Don went back to the tape recorder: Alma Mobley lay within it, trapped on a few spools of coated amber stuff.

Frowning, he pushed the "play" button. Silky at first, sunny, her voice resumed.

"—and Alan McKechnie and all the other stories I used to hide the truth from you. It's true, I did want you to see: your intuition was better than anyone else's. Even Florence de Peyser became curious about you. But what good would it have done? Like your 'Rachel Varney,' I have lived since the times when your continent was lighted only by small fires in the forest, since Americans dressed in hides and feathers, and even then our kinds have abhorred each other. Your kind is so bland and smug and confident on the surface: and so neurotic and fearful and campfire-hugging within. In truth, we abhor you because we find you boring. We could have poisoned your civilization ages ago, but voluntarily lived on its edges, causing eruptions and feuds and local panics. We chose to live in your dreams and imaginations because only there are you interesting.

"Don, you make a grave mistake if you underestimate us. Could you defeat a cloud, a dream, a poem? You are at the mercy of your human imaginations, and when you look for us, you should always look in the places of your imagination. In the places of your dreams. But despite all this talk about imagination, we are implacably real, as real as bullets and knives—for aren't they too tools of the imagination?—and if we want to frighten you it is to frighten you to death. For you are going to die, Donald. First your uncle, then the doctor, then Lewis. Then Sears, and after Sears, Ricky. And then you and whomever you have enlisted to help you. In fact, Donald, you are dead already. You are finished. And Milburn is finished with you." Now the Louisiana accent had vanished; even femininity had gone from the voice. It was a voice with no human resonance at all. "I am going to shatter Milburn, Donald. My friends and I will tear the soul from this pathetic town and crush its bare bones between our teeth."

A hissing silence followed: Don yanked the tape from the machine and tossed it into a cardboard box. In twenty minutes he had all his uncle's tapes in boxes. He carried the cartons into the living room and methodically fed all of the tapes into the wood fire, where they smoked and curled and stank and finally melted down to black bubbles on the burning logs. If Alma could see him, he knew, she'd be laughing.

You're dead already, Donald.

"Like hell I am," he said out loud. He remembered the haggard face of Eleanor Hardie, into which age had so suddenly burrowed; Alma had been laughing at him and the Chowder Society for decades, belittling their achievements and engineering their tragedies, hiding in the dark behind a false face, waiting for the moment to jump out and say boo.

And Milburn is finished with you.

"Not if we can get to you first," he said into the fire. "Not if this time we shoot the lynx."

"Could you defeat a cloud, a dream, a poem?"
—Alma Mobley

"And what is innocence?" Narcissus enquired of his friend.

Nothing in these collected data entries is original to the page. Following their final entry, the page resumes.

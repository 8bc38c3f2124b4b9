//! Converters between `v1alpha2` and the `v1alpha3` hub.
//!
//! Every record and section pair has one [`RecordConverter`] per direction. The bulk copiers
//! in [`bulk`] copy identically shaped fields and hand nested sections to their own
//! converters; the rules in [`reconcile`] fix up what differs between the versions.

use capiconv_core::{ConvResult, Convertible, RecordConverter};

use crate::{v1alpha2, v1alpha3};

mod bulk;
mod reconcile;

pub use reconcile::{BOOTSTRAP_API_VERSION, BOOTSTRAP_TEMPLATE_KINDS};

// ---- v1alpha2 -> v1alpha3 ----

pub static CLUSTER_TO_HUB: RecordConverter<v1alpha2::Cluster, v1alpha3::Cluster> =
    RecordConverter::new("Cluster", bulk::cluster_to_hub).reconcile(reconcile::cluster_to_hub);

pub static CLUSTER_SPEC_TO_HUB: RecordConverter<v1alpha2::ClusterSpec, v1alpha3::ClusterSpec> =
    RecordConverter::new("ClusterSpec", bulk::cluster_spec_to_hub);

pub static CLUSTER_STATUS_TO_HUB: RecordConverter<v1alpha2::ClusterStatus, v1alpha3::ClusterStatus> =
    RecordConverter::new("ClusterStatus", bulk::cluster_status_to_hub).reconcile(reconcile::cluster_status_to_hub);

pub static MACHINE_TO_HUB: RecordConverter<v1alpha2::Machine, v1alpha3::Machine> =
    RecordConverter::new("Machine", bulk::machine_to_hub);

pub static MACHINE_SPEC_TO_HUB: RecordConverter<v1alpha2::MachineSpec, v1alpha3::MachineSpec> =
    RecordConverter::new("MachineSpec", bulk::machine_spec_to_hub).reconcile(reconcile::machine_spec_to_hub);

pub static MACHINE_STATUS_TO_HUB: RecordConverter<v1alpha2::MachineStatus, v1alpha3::MachineStatus> =
    RecordConverter::new("MachineStatus", bulk::machine_status_to_hub).reconcile(reconcile::machine_status_to_hub);

pub static BOOTSTRAP_TO_HUB: RecordConverter<v1alpha2::Bootstrap, v1alpha3::Bootstrap> =
    RecordConverter::new("Bootstrap", bulk::bootstrap_to_hub);

pub static MACHINE_TEMPLATE_TO_HUB: RecordConverter<v1alpha2::MachineTemplateSpec, v1alpha3::MachineTemplateSpec> =
    RecordConverter::new("MachineTemplateSpec", bulk::machine_template_to_hub);

pub static MACHINE_SET_TO_HUB: RecordConverter<v1alpha2::MachineSet, v1alpha3::MachineSet> =
    RecordConverter::new("MachineSet", bulk::machine_set_to_hub);

pub static MACHINE_SET_SPEC_TO_HUB: RecordConverter<v1alpha2::MachineSetSpec, v1alpha3::MachineSetSpec> =
    RecordConverter::new("MachineSetSpec", bulk::machine_set_spec_to_hub);

pub static MACHINE_SET_STATUS_TO_HUB: RecordConverter<v1alpha2::MachineSetStatus, v1alpha3::MachineSetStatus> =
    RecordConverter::new("MachineSetStatus", bulk::machine_set_status_to_hub).reconcile(reconcile::machine_set_status_to_hub);

pub static MACHINE_DEPLOYMENT_TO_HUB: RecordConverter<v1alpha2::MachineDeployment, v1alpha3::MachineDeployment> =
    RecordConverter::new("MachineDeployment", bulk::machine_deployment_to_hub);

pub static MACHINE_DEPLOYMENT_SPEC_TO_HUB: RecordConverter<v1alpha2::MachineDeploymentSpec, v1alpha3::MachineDeploymentSpec> =
    RecordConverter::new("MachineDeploymentSpec", bulk::machine_deployment_spec_to_hub);

pub static MACHINE_DEPLOYMENT_STATUS_TO_HUB: RecordConverter<v1alpha2::MachineDeploymentStatus, v1alpha3::MachineDeploymentStatus> =
    RecordConverter::new("MachineDeploymentStatus", bulk::machine_deployment_status_to_hub);

// ---- v1alpha3 -> v1alpha2 ----

pub static CLUSTER_FROM_HUB: RecordConverter<v1alpha3::Cluster, v1alpha2::Cluster> =
    RecordConverter::new("Cluster", bulk::cluster_from_hub).reconcile(reconcile::cluster_from_hub);

pub static CLUSTER_SPEC_FROM_HUB: RecordConverter<v1alpha3::ClusterSpec, v1alpha2::ClusterSpec> =
    RecordConverter::new("ClusterSpec", bulk::cluster_spec_from_hub).reconcile(reconcile::cluster_spec_from_hub);

pub static CLUSTER_STATUS_FROM_HUB: RecordConverter<v1alpha3::ClusterStatus, v1alpha2::ClusterStatus> =
    RecordConverter::new("ClusterStatus", bulk::cluster_status_from_hub).reconcile(reconcile::cluster_status_from_hub);

pub static MACHINE_FROM_HUB: RecordConverter<v1alpha3::Machine, v1alpha2::Machine> =
    RecordConverter::new("Machine", bulk::machine_from_hub);

pub static MACHINE_SPEC_FROM_HUB: RecordConverter<v1alpha3::MachineSpec, v1alpha2::MachineSpec> =
    RecordConverter::new("MachineSpec", bulk::machine_spec_from_hub).guard(reconcile::machine_spec_from_hub);

pub static MACHINE_STATUS_FROM_HUB: RecordConverter<v1alpha3::MachineStatus, v1alpha2::MachineStatus> =
    RecordConverter::new("MachineStatus", bulk::machine_status_from_hub).reconcile(reconcile::machine_status_from_hub);

pub static BOOTSTRAP_FROM_HUB: RecordConverter<v1alpha3::Bootstrap, v1alpha2::Bootstrap> =
    RecordConverter::new("Bootstrap", bulk::bootstrap_from_hub).guard(reconcile::bootstrap_from_hub);

pub static MACHINE_TEMPLATE_FROM_HUB: RecordConverter<v1alpha3::MachineTemplateSpec, v1alpha2::MachineTemplateSpec> =
    RecordConverter::new("MachineTemplateSpec", bulk::machine_template_from_hub);

pub static MACHINE_SET_FROM_HUB: RecordConverter<v1alpha3::MachineSet, v1alpha2::MachineSet> =
    RecordConverter::new("MachineSet", bulk::machine_set_from_hub);

pub static MACHINE_SET_SPEC_FROM_HUB: RecordConverter<v1alpha3::MachineSetSpec, v1alpha2::MachineSetSpec> =
    RecordConverter::new("MachineSetSpec", bulk::machine_set_spec_from_hub).guard(reconcile::machine_set_spec_from_hub);

pub static MACHINE_SET_STATUS_FROM_HUB: RecordConverter<v1alpha3::MachineSetStatus, v1alpha2::MachineSetStatus> =
    RecordConverter::new("MachineSetStatus", bulk::machine_set_status_from_hub).reconcile(reconcile::machine_set_status_from_hub);

pub static MACHINE_DEPLOYMENT_FROM_HUB: RecordConverter<v1alpha3::MachineDeployment, v1alpha2::MachineDeployment> =
    RecordConverter::new("MachineDeployment", bulk::machine_deployment_from_hub);

pub static MACHINE_DEPLOYMENT_SPEC_FROM_HUB: RecordConverter<v1alpha3::MachineDeploymentSpec, v1alpha2::MachineDeploymentSpec> =
    RecordConverter::new("MachineDeploymentSpec", bulk::machine_deployment_spec_from_hub)
        .guard(reconcile::machine_deployment_spec_from_hub);

pub static MACHINE_DEPLOYMENT_STATUS_FROM_HUB: RecordConverter<v1alpha3::MachineDeploymentStatus, v1alpha2::MachineDeploymentStatus> =
    RecordConverter::new("MachineDeploymentStatus", bulk::machine_deployment_status_from_hub)
        .guard(reconcile::machine_deployment_status_from_hub);

// ---- hub adapters ----

macro_rules! impl_convertible {
    ($($ty:ident => $to:ident, $from:ident;)*) => {
        $(
            impl Convertible for v1alpha2::$ty {
                type Hub = v1alpha3::$ty;

                fn convert_to_hub(&self) -> ConvResult<v1alpha3::$ty> {
                    $to.convert(self)
                }

                fn convert_from_hub(hub: &v1alpha3::$ty) -> ConvResult<Self> {
                    $from.convert(hub)
                }
            }
        )*
    };
}

impl_convertible! {
    Cluster => CLUSTER_TO_HUB, CLUSTER_FROM_HUB;
    Machine => MACHINE_TO_HUB, MACHINE_FROM_HUB;
    MachineSet => MACHINE_SET_TO_HUB, MACHINE_SET_FROM_HUB;
    MachineDeployment => MACHINE_DEPLOYMENT_TO_HUB, MACHINE_DEPLOYMENT_FROM_HUB;
}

"It is to imagine that your life is a secret," his friend replied.
"Most particularly, to imagine it a secret between yourself
and a mirror."
"I see," Narcissus said. "It is the illness for
which mirror-gazing is the cure."
1
Near seven o'clock Ricky Hawthorne rolled over in bed and groaned. Feelings of panic, of emergency, filled him, making the darkness admonitory: he had to get out of bed, get moving, to avert some terrible tragedy. "Ricky?" Stella uttered beside him. "Fine, fine," he answered, and sat up in bed. The window at the far end of the room showed dark gray shot through with lazily falling snow—flakes so big they looked like snowballs. Ricky's heartbeat sounded:
doom, doom.
Someone was in terrible danger; in the instant before shooting into wakefulness, he'd seen an image and known—rendingly —who it was. Now all he knew was that it was impossible for him to stay in bed. He raised the covers and put one leg over the side.

"Was it your nightmare again, baby?" Stella whispered hoarsely.

"No. No, not that. "I'll be okay, Stella." He patted her shoulder and left the bed. The urgency clung. Ricky slid his feet into his slippers, pulled a robe over his pajamas, and padded to the window.

"Honey, you're upset, come back to bed."

"I can't" He rubbed his face: still that wild feeling, trapped in his chest like a bird, that someone he knew was in mortal danger. Snow transformed Ricky's back yard into a range of shifting and dimpled hills.

It was the snow which reminded him: the snow blowing through a mirror in Eva Galli's house, and a glimpse of Elmer Scales, his face distorted by an obligation to a commanding and cruel beauty, running raggedly through the drifts. Raising a shotgun: turning a small form into a spray of blood. Ricky's stomach savagely bent in on itself, shooting pain down into his bowels. He pressed a hand into the soft flesh below his navel and groaned again. Elmer Scales's farm. Where the last stage of the Chowder Society's agony had begun.

"Ricky, what's wrong?"

"Something I saw in a mirror," he said, straightening up now that the pain had dissolved, aware that his statement would be nonsense to Stella. "I mean, something about Elmer Scales. I have to get out to his farm."

"Ricky, it's seven o'clock on Christmas morning."

"Makes no difference."

"You can't. Call him up first."

"Yes," he said, already on his way out of the bedroom, going past Stella's white, startled face. "I'll try that."

He was on the landing outside the bedroom, still with that wakening emergency sounding along his veins
(doom, doom)
and was torn for a second between rushing into the wardrobe closet and throwing on some clothes so he'd be ready to leave and running downstairs to the telephone.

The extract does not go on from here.